Tag Archives: Rudolph Valentino

Cryingmen Robin Williams

For about a week this summer, my Facebook news feed was consumed by posts on just two subjects: people pouring ice water on their heads and lamentations on the death of Robin Williams.  At one point my wife said that someone should do an ice bucket challenge for Robin Williams and totally melt down the Internet.

This is not the place for an analysis of viral philanthropy, but the social media reaction to Robin Williams’ death, combined with the more restrained response to Joan Rivers’ departure, got me wondering: In an age of social media, what is the appropriate way to mourn a personality you know only from popular culture?

Not to be a cynic, but the deluge of online grief for Robin Williams came to seem weird after a while.  Of course it was sad that he’d died “too soon” and doubly sad that he’d exited by his own hand.  But really, would Robin Williams have been 1% as sad if you’d been the one who killed yourself? The one-sidedness of the relationship between celebrity and mourner is what seems so out-of-kilter.

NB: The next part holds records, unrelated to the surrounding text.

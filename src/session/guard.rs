//! Route Guard
//!
//! Decides which view a path renders, or where it redirects, given the
//! session flag. Token presence is the only input.

use std::fmt;

/// Client routes
#[derive(Debug, Clone, Copy, PartialEq, Eq, Hash)]
pub enum Route {
    Login,
    Predict,
}

impl Route {
    pub fn path(&self) -> &'static str {
        match self {
            Route::Login => "/login",
            Route::Predict => "/predict",
        }
    }

    /// Parse a known path; a trailing slash is ignored
    pub fn from_path(path: &str) -> Option<Route> {
        let path = path.split(['?', '#']).next().unwrap_or("");
        let path = if path.len() > 1 {
            path.trim_end_matches('/')
        } else {
            path
        };

        match path {
            "/login" => Some(Route::Login),
            "/predict" => Some(Route::Predict),
            _ => None,
        }
    }

    /// Landing route for a session state
    pub fn home(authenticated: bool) -> Route {
        if authenticated {
            Route::Predict
        } else {
            Route::Login
        }
    }
}

impl fmt::Display for Route {
    fn fmt(&self, f: &mut fmt::Formatter<'_>) -> fmt::Result {
        f.write_str(self.path())
    }
}

/// Outcome of guarding a navigation
#[derive(Debug, Clone, Copy, PartialEq, Eq)]
pub enum RouteDecision {
    Render(Route),
    Redirect(Route),
}

impl RouteDecision {
    /// Route the user ends up on
    pub fn target(&self) -> Route {
        match self {
            RouteDecision::Render(route) | RouteDecision::Redirect(route) => *route,
        }
    }
}

/// Guard a navigation to `path`
pub fn resolve(path: &str, authenticated: bool) -> RouteDecision {
    match (Route::from_path(path), authenticated) {
        (Some(Route::Login), false) => RouteDecision::Render(Route::Login),
        (Some(Route::Login), true) => RouteDecision::Redirect(Route::Predict),
        (Some(Route::Predict), true) => RouteDecision::Render(Route::Predict),
        (Some(Route::Predict), false) => RouteDecision::Redirect(Route::Login),
        (None, authenticated) => RouteDecision::Redirect(Route::home(authenticated)),
    }
}

#[cfg(test)]
mod tests {
    use super::*;

    #[test]
    fn test_unauthenticated_routes() {
        assert_eq!(resolve("/login", false), RouteDecision::Render(Route::Login));
        assert_eq!(resolve("/predict", false), RouteDecision::Redirect(Route::Login));
        assert_eq!(resolve("/", false), RouteDecision::Redirect(Route::Login));
        assert_eq!(resolve("/admin", false), RouteDecision::Redirect(Route::Login));
    }

    #[test]
    fn test_authenticated_routes() {
        assert_eq!(resolve("/login", true), RouteDecision::Redirect(Route::Predict));
        assert_eq!(resolve("/predict", true), RouteDecision::Render(Route::Predict));
        assert_eq!(resolve("/anything/else", true), RouteDecision::Redirect(Route::Predict));
    }

    #[test]
    fn test_path_normalization() {
        assert_eq!(Route::from_path("/predict/"), Some(Route::Predict));
        assert_eq!(Route::from_path("/login?next=x"), Some(Route::Login));
        assert_eq!(Route::from_path("/"), None);
        assert_eq!(Route::from_path(""), None);
        assert_eq!(Route::from_path("/predictions"), None);
    }

    #[test]
    fn test_target() {
        assert_eq!(resolve("/nope", true).target(), Route::Predict);
        assert_eq!(Route::Login.to_string(), "/login");
    }
}
//! Data Transfer Objects
//!
//! Request and response bodies of the prediction service.
//! These types are serialized/deserialized to/from JSON by both clients
//! and by the stub server.

use serde::{Deserialize, Serialize};

// ============================================
// AUTH DTOs
// ============================================

/// Credentials as entered on the login form
#[derive(Debug, Clone, Default, PartialEq, Eq, Serialize, Deserialize)]
pub struct Credentials {
    #[serde(default)]
    pub username: String,
    #[serde(default)]
    pub password: String,
}

impl Credentials {
    pub fn new(username: impl Into<String>, password: impl Into<String>) -> Self {
        Self {
            username: username.into(),
            password: password.into(),
        }
    }
}

/// Successful `/login` response
#[derive(Debug, Clone, Serialize, Deserialize)]
pub struct LoginResponse {
    #[serde(default, skip_serializing_if = "Option::is_none")]
    pub message: Option<String>,
    pub token: String,
}

/// Successful `/register` response
#[derive(Debug, Clone, Serialize, Deserialize)]
pub struct MessageResponse {
    pub message: String,
}

/// Failure body: `{error?: string}`
#[derive(Debug, Clone, Default, Serialize, Deserialize)]
pub struct ErrorBody {
    #[serde(default)]
    pub error: Option<String>,
}

// ============================================
// PREDICTION DTOs
// ============================================

/// `/predict` request body.
///
/// Values are the raw text of the form, sent without coercion.
#[derive(Debug, Clone, PartialEq, Eq, Serialize, Deserialize)]
pub struct PredictRequest {
    pub gender: String,
    pub race: String,
    pub age_at_release: String,
    pub education_level: String,
    pub supervision_risk_score_first: String,
    pub residence_puma: String,
    pub jobs_per_year: String,
}

// ============================================
// HEALTH DTOs
// ============================================

/// `/health` response of the stub server
#[derive(Debug, Clone, Serialize, Deserialize)]
pub struct HealthResponse {
    pub status: String,
    pub version: String,
    pub uptime_seconds: u64,
}

#[cfg(test)]
mod tests {
    use super::*;

    #[test]
    fn test_error_body_optional() {
        let body: ErrorBody = serde_json::from_str("{}").unwrap();
        assert!(body.error.is_none());

        let body: ErrorBody = serde_json::from_str(r#"{"error": "nope"}"#).unwrap();
        assert_eq!(body.error.as_deref(), Some("nope"));
    }

    #[test]
    fn test_login_response_without_message() {
        let resp: LoginResponse = serde_json::from_str(r#"{"token": "abc"}"#).unwrap();
        assert_eq!(resp.token, "abc");
        assert!(resp.message.is_none());
    }
}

This is not to say this is only 21st Century phenomenon. The 1926 funeral of Rudolph Valentino was an early example of mass hysteria for a celebrity, and we all remember how Princess Diana’s  death nearly brought down the monarchy. So by historical standards, the Facebook outpouring for Robin Williams was not unique.

Certainly I understand that Robin Williams and Joan Rivers actually did seem like our friends, because they came into our living rooms on TV.  There’s a special intimacy we feel with the people we see on TV.  Sometimes we think we know them — but more often than not, as was the case with Robin Williams, it turns out we don’t know them at all.

Given the outsize role that celebrities play in our cultural imagination, I would never argue that the feelings we experience when they die are not legitimate or valid.  But I would caution that over-mourning on social media can come to seem — how to put it? — um, self-indulgent.

With that in mind, here are some thoughts about how we should conduct ourselves on social media when a TV celebrity dies.

  • Don’t be a jerk.  Don’t post nasty comments about the recently departed. That’s basic human decency.  The snarky comments about Robin Williams temporarily drove his daughter off Twitter — which shows, once again, that the Internet is always on the verge of being overrun by the morally impaired.
  • If you snooze you lose.  If you don’t have anything to say in the first five or six hours after a celebrity dies, don’t pile on after that.  It’s almost impossible at that point to say anything interesting or non-repetitive.
  • Personalizing – sometimes OK, sometimes not.  If you want to post a photo of yourself with said celebrity in happier times, that’s fine, especially on Thursdays when it can also count as a “Throw-Back Thursday” post.  Less interesting are anecdotes about how you used to watch him/her on TV when you were a little tyke and how he/she changed your life.
  • One post per celebrity death.  If you post your personal reminiscence on Day One, don’t follow-up with a link to a New York Times “appreciation” on Day Two and a YouTube clip reel on Day Three.  Enough is enough.
  • Keep a sense of proportion.  Don’t act more bereft than you did when your Uncle Al died.  Don’t publicly rend your garments.   Don’t be sadder than you’d be if the President of the United States suddenly died.
  • Don’t troll for “likes” and retweets.  We’re all guilty of this from time to time, but it seems a little unseemly to do it over someone else’s corpse.
  • Don’t act like a bigger fan than you actually were.  Am I the only one to be surprised that Robin Williams turned out to be such a beloved figure?  On the day before he died, I doubt he would have been in a list of 50 most beloved TV and film personalities (according to this IMBD list, he was the word’s 64th most beloved celebrity, in between Tim Allen and Kevin Spacey).  The next day?  There’s a collective hole in our heart, according to Facebook, and we can’t imagine a world without him.
  • Don’t post for the sake of posting — especially if you don’t have anything to add to the conversation.  As far as I’m concerned, if you don’t have anything interesting to say about the dearly departed, don’t say it on Facebook.

Look, I know we all have these feelings we just want to let out, but give it a rest on Facebook. I don’t like being turned in to a curmudgeon — but after about the 100th post about Robin Williams, my genial nature started to curdle.   Before the next TV star heads for the pearly gates, let’s try to develop a little online grief restraint.